September 18, 2023 – Retroactive Child Support: Not Exceptional Relief

“As to Mr. Graydon’s conduct as the payor parent in this case, it is really this simple. When a payor parent fails to pay the appropriate amount of child support, the recipient parent is left to shoulder the burden. If the recipient parent does not have the means to provide their child reasonable support, the child suffers. Both the recipient parent and the child may experience hardship because of a payor parent’s neglect. Seen in this light, it bears repeating that retroactive child support is not exceptional relief (D.B.S., at para. 5): there is nothing exceptional about judicial relief from the miserable consequences that can flow from payor parents’ indifference to their child support obligations. This is not to say that hardship is required to ground an award for retroactive child support, as there is also nothing exceptional about relief that creates a systemic incentive for payor parents to meet their obligations in the first place. Just as an order of child support is intended to provide children with the same standard of living they enjoyed when their parents were together (D.B.S., at para. 38), an order of retroactive child support provides an (albeit imperfect) remedy where that does not occur. And as this Court recognized in D.B.S., “courts are not to be discouraged from defending the rights of children when they have the opportunity to do so” (para. 60).

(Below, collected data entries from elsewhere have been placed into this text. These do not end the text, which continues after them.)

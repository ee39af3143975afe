//! glTF JSON document for a single mesh, node and scene
//!
//! Accessors, buffers, views, nodes and scenes are `gltf_json` types. Only the
//! mesh primitive is modelled here, because its attribute names are free-form
//! (custom aliases pass through unchanged) and must keep insertion order.

use gltf_json as json;
use gltf_json::validation::Checked::{self, Valid};
use serde::Serialize;
use serde_json::{Map, Value};

/// Top-level glTF document
#[derive(Debug, Clone, Serialize)]
#[serde(rename_all = "camelCase")]
pub struct Root {
    pub accessors: Vec<json::Accessor>,
    pub asset: json::Asset,
    pub buffers: Vec<json::Buffer>,
    pub buffer_views: Vec<json::buffer::View>,
    pub meshes: Vec<Mesh>,
    pub nodes: Vec<json::Node>,
    pub scene: json::Index<json::Scene>,
    pub scenes: Vec<json::Scene>,
}

#[derive(Debug, Clone, Serialize)]
pub struct Mesh {
    pub primitives: Vec<Primitive>,
}

#[derive(Debug, Clone, Serialize)]
pub struct Primitive {
    /// glTF semantic -> accessor index, in attribute order
    pub attributes: Map<String, Value>,
    pub mode: Checked<json::mesh::Mode>,
    #[serde(skip_serializing_if = "Option::is_none")]
    pub indices: Option<json::Index<json::Accessor>>,
}

impl Root {
    /// Skeleton document: one buffer, one mesh with one primitive, one node, one scene
    pub fn single_mesh(mode: json::mesh::Mode, generator: Option<String>) -> Self {
        Self {
            accessors: Vec::new(),
            asset: json::Asset {
                copyright: None,
                extensions: Default::default(),
                extras: Default::default(),
                generator,
                min_version: None,
                version: "2.0".to_string(),
            },
            buffers: vec![json::Buffer {
                byte_length: 0u64.into(),
                extensions: Default::default(),
                extras: Default::default(),
                name: None,
                uri: None,
            }],
            buffer_views: Vec::new(),
            meshes: vec![Mesh {
                primitives: vec![Primitive {
                    attributes: Map::new(),
                    mode: Valid(mode),
                    indices: None,
                }],
            }],
            nodes: vec![json::Node {
                camera: None,
                children: None,
                extensions: Default::default(),
                extras: Default::default(),
                matrix: None,
                mesh: Some(json::Index::new(0)),
                name: None,
                rotation: None,
                scale: None,
                skin: None,
                translation: None,
                weights: None,
            }],
            scene: json::Index::new(0),
            scenes: vec![json::Scene {
                extensions: Default::default(),
                extras: Default::default(),
                name: None,
                nodes: vec![json::Index::new(0)],
            }],
        }
    }

    /// The only primitive of the only mesh
    pub fn primitive_mut(&mut self) -> &mut Primitive {
        &mut self.meshes[0].primitives[0]
    }

    /// Serialize to compact JSON text
    pub fn to_writer<W: std::io::Write>(&self, writer: W) -> serde_json::Result<()> {
        serde_json::to_writer(writer, self)
    }
}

Retroactive child support awards will commonly be appropriate where payor parents fail to disclose increases in their income. Again, D.B.S. is instructive: “a payor parent who knowingly avoids or diminishes his/her support obligation to his/her children should not be allowed to profit from such conduct” (para. 107). And where the strategy for avoiding child support obligations takes the form of inadequate or delayed disclosure of income, the effect on the child support regime is especially pernicious. This is because the methodology adopted by the Federal Child Support Guidelines, SOR/97‑175, which are expressly incorporated in the FLA, results in information asymmetry. Apart from shared parenting arrangements, the Guidelines calculate child support payments solely from the payor parent’s income. At any given point in time, therefore, the payor parent has the information required to determine the appropriate amount of child support owing, while the recipient parent may not. Quite simply, the payor parent is the one who holds the cards. While an application‑based regime places responsibility on both parents in relation to child support (D.B.S., at para. 56), the practical reality is that, without adequate disclosure, the recipient parent will not be well‑positioned to marshall the case for variation.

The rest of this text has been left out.